The time has truly flown by, with the new Royal Enfield 650 Twin engine now six years old. As tens of thousands of riders have long passed with no problems, their 3-year/unlimited-kilometre warranty, the reputation of the marvellous motor has only grown. This has given customisers around the world the confidence to go all-in on the twin, designing limited production models and catalogues of parts for these bikes. In Mumbai, industrial designer Aditya Deshmukh has always been a loyal Royal Enfield man, and in recent times, he’s shifted his business away from the traditional RE singles to the more modern motor. The latest creation to roll out of his Mean Green Customs workshop has been given a visual and mechanical makeover, resulting in a transformation that is a true homegrown Indian street racer.

When 26-year-old Siddhartha Lal took over Royal Enfield as the CEO in the early 2000s, he didn’t just want to revive the brand; he wanted to make it profitable and then have it produce true middleweight motorcycles for the Indian market. By 2013, he’d released the Continental GT 535, and to prove its chops, he rode the new bike down the west coast of India. In the same year and on the same coastline, Aditya was starting Mean Green Customs, and like Lal, he wanted to show the world that Indian design and engineering could be as good, if not better, than anything in the world. Both men have seen their star rise over the years, and Aditya maintains such a good relationship with RE that their Indian website lists him for those looking for a custom builder.

Having turned the company’s singles into everything from old-school bobbers to futuristic dual-sports for the end of days, in recent times, he’s been focusing on custom twins. The build was always going to be cafe racer-based, and picking the name ‘Hanzo’ from the beginning, the Overwatch assassin’s characteristic plays heavily into the bike’s visual and performance transformation. Not afraid to go all-in, the new bike was stripped all the way back to a bare frame, and the first change was to get the stance right. This meant ditching the tall and skinny 18-in rims for a set of gold units in 17-in that are laced up with new spokes.

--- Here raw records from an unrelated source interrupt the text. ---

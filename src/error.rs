//! Error types shared across the mapping compiler and the request engine.

use crate::json::JsonPath;
use std::fmt;
use std::path::PathBuf;
use thiserror::Error;

/// A JSON value could not be converted to the requested type.
#[derive(Debug, Clone, PartialEq, Eq, Error)]
pub struct ValueError {
    /// Name of the field being read; empty for anonymous values
    pub name: String,
}

impl ValueError {
    pub fn new(name: impl Into<String>) -> Self {
        Self { name: name.into() }
    }
}

impl fmt::Display for ValueError {
    fn fmt(&self, f: &mut fmt::Formatter<'_>) -> fmt::Result {
        if self.name.is_empty() {
            write!(f, "cannot interpret value as json value")
        } else {
            write!(f, "cannot read value of name '{}'", self.name)
        }
    }
}

/// JSON-path parsing and directed mutation failures.
#[derive(Debug, Clone, PartialEq, Eq, Error)]
pub enum PathError {
    #[error("invalid json-path '{path}' at offset {offset}")]
    Parse { path: String, offset: usize },

    #[error("cannot set value on json-path \"{path}\": {reason}")]
    Conflict { path: String, reason: &'static str },
}

/// Why a template string could not be rendered.
#[derive(Debug, Clone, PartialEq, Eq, Error)]
pub enum RenderFailure {
    #[error("placeholder is not complete")]
    Incomplete,
    #[error("placeholder has an empty name")]
    EmptyName,
    #[error("var '{0}' is not defined")]
    Undefined(String),
    #[error("invalid format '{0}' for var")]
    BadFormat(String),
    #[error("var '{0}' cannot be rendered as text")]
    NotText(String),
}

/// Template rendering error, located by template file and JSON path.
#[derive(Debug, Clone, PartialEq, Eq, Error)]
pub struct RenderError {
    pub file: Option<PathBuf>,
    pub path: JsonPath,
    #[source]
    pub reason: RenderFailure,
}

impl fmt::Display for RenderError {
    fn fmt(&self, f: &mut fmt::Formatter<'_>) -> fmt::Result {
        write!(f, "cannot render the template on json-path \"{}\"", self.path)?;
        if let Some(file) = &self.file {
            write!(f, " in the file '{}'", file.display())?;
        }
        write!(f, ": {}", self.reason)
    }
}

/// What went wrong while compiling mapping definitions.
#[derive(Debug, Error)]
pub enum CompileErrorKind {
    #[error("cannot read file: {0}")]
    Io(#[from] std::io::Error),

    #[error("malformed json: {0}")]
    Json(#[from] serde_json::Error),

    #[error("malformed csv: {0}")]
    Csv(#[from] csv::Error),

    #[error("{0}")]
    Invalid(String),

    #[error("invalid regular expression: {0}")]
    Regex(#[from] regex::Error),

    #[error(transparent)]
    Render(#[from] RenderError),

    #[error(transparent)]
    Value(#[from] ValueError),

    #[error(transparent)]
    Path(#[from] PathError),

    #[error("included file isn't inside the base directory")]
    OutsideBaseDir,

    #[error("found a cyclic template application: {0}")]
    CyclicTemplate(String),

    #[error("commands [returns, forwards, redirects] can only be used one at a time")]
    AmbiguousCommand,
}

/// Structured compile error carrying the offending file and JSON path.
#[derive(Debug, Error)]
pub struct CompileError {
    pub file: Option<PathBuf>,
    pub path: Option<JsonPath>,
    #[source]
    pub kind: CompileErrorKind,
}

impl CompileError {
    pub fn new(kind: impl Into<CompileErrorKind>) -> Self {
        Self {
            file: None,
            path: None,
            kind: kind.into(),
        }
    }

    pub fn invalid(message: impl Into<String>) -> Self {
        Self::new(CompileErrorKind::Invalid(message.into()))
    }

    /// Attach a JSON path unless one is already known.
    ///
    /// Errors already attributed to a file keep their location, so failures
    /// raised inside an included file are not relocated to the includer.
    pub fn at(mut self, path: &JsonPath) -> Self {
        if self.path.is_none() && self.file.is_none() {
            self.path = Some(path.clone());
        }
        self
    }

    /// Attach the file being compiled unless one is already known.
    pub fn in_file(mut self, file: impl Into<PathBuf>) -> Self {
        if self.file.is_none() {
            self.file = Some(file.into());
        }
        self
    }
}

macro_rules! compile_error_from {
    ($($source:ty),* $(,)?) => {
        $(
            impl From<$source> for CompileError {
                fn from(err: $source) -> Self {
                    Self::new(err)
                }
            }
        )*
    };
}

compile_error_from!(
    CompileErrorKind,
    std::io::Error,
    serde_json::Error,
    csv::Error,
    regex::Error,
    RenderError,
    ValueError,
    PathError,
);

impl fmt::Display for CompileError {
    fn fmt(&self, f: &mut fmt::Formatter<'_>) -> fmt::Result {
        match &self.path {
            Some(path) => write!(f, "cannot parse the value on json-path \"{}\"", path)?,
            None => write!(f, "cannot parse json data")?,
        }
        if let Some(file) = &self.file {
            write!(f, " in the file '{}'", file.display())?;
        }
        write!(f, ": {}", self.kind)
    }
}

/// Outbound or internal forwarding failures. Always answered with `502`.
#[derive(Debug, Error)]
pub enum ForwardError {
    #[error("invalid forward target '{0}'")]
    InvalidTarget(String),

    #[error("refusing to forward to the server's own address '{0}'")]
    SelfForward(String),

    #[error("forwarding exceeded {0} internal hops")]
    TooManyHops(usize),

    #[error("upstream request failed: {0}")]
    Upstream(#[from] reqwest::Error),

    #[error("upstream response exceeds {0} bytes")]
    BodyTooLarge(usize),
}

/// Failure while executing a matched policy.
#[derive(Debug, Error)]
pub enum ExecuteError {
    #[error(transparent)]
    Forward(#[from] ForwardError),

    #[error("invalid response header '{0}'")]
    InvalidHeader(String),
}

The change in wheel design to the size used by all modern sportbikes means you have your pick of all of the best rubber, and some wide Pirelli tyres give the RE big grip and plenty of street cred. But to take that to the next level and to really get the bike handling, the stock front suspension would come in for a change, and Aditya has pushed all his chips to the centre of the table. It simply doesn’t get much better than a full front-end conversion, using the fully adjustable 43mm Showa forks from a Ducati V4, complete with the Italian alloy triple trees for maximum feedback to the rider. The rear shocks remain stock for now, but a change will truly take this bike to the next level.

Now working with a rolling chassis, Aditya put on his design hat and started to visualise the way he wanted the bike to look. “Low, minimal, and mean,” he smiles, which meant the frame would need some chopping. The subframe is cut back significantly, exposing plenty of the wide rear tyre, and a new rounded end has been welded into place. Over the top, a smaller seat pan was knocked up to host the single seat, but it’s the tail cowling that really steals the show. Not only are the lines sharp and sleek, but a single vertical LED taillight has been brilliantly integrated into the design. It’s as clean a look as you’re ever likely to get, and we’re sure to see many replicate it around the world.

“To make the bike more aggressive, we redesigned and fabricated the side panels in a sharper design with 3 vents.” These are a big improvement over the factory items, and the back-filled mesh vents are a look that is carried over to the stays for the custom front fender, which is now a slick sporty item. To continue the theme, the big factory headlight with its classic looks has been swapped out for a smaller LED unit that is mounted hard to the forks. Then it was time for paint; the gunmetal grey main colour adds to the sinister vibe and is beautifully detailed with black and gold graphics and logos.

Now Aditya could turn his attention to that glorious parallel-twin engine, and he knew based on its specs alone that more horsepower could be had. The cam bearing surface is huge, and the cases rock solid, so too is the SOHC 8-valve head, so to get more revs, the engine needs to breathe. To help with this, a quality BMC air filter goes into the airbox, and the exhaust is all about flow, two beautifully shaped headers, with built-in high-flow cats and aluminium tips. Both sprockets and the chain have been swapped to improve the gearing, and the bike even gets a Hymec-style conversion for the clutch, keeping the cable at the engine but adding a hydraulic radial master cylinder and slave.

This means on the bars, you have a pair of quality radial masters, with RCB levers and stainless lines, this means the feel is smooth, light, and consistent on every pull. The new clip-on bars also feature some tasty Rizoma grips, with the factory switch gear retained and the rider getting all their vital information from a stylish Motogadget dash. Not wanting to disturb the great lines of the bike, Motogadget’s tiny indicators get the call-up, and there is even a mini license plate.

To complete the build, the valve and side covers were blacked out, and the newly finished seat, of Alcantara, Napa leather, and custom embroidery, was bolted down. The bike sure does look the business, and with companies like Royal Enfield and Mean Green Customs, there is no doubt we’ll see many more Mumbai missiles very soon.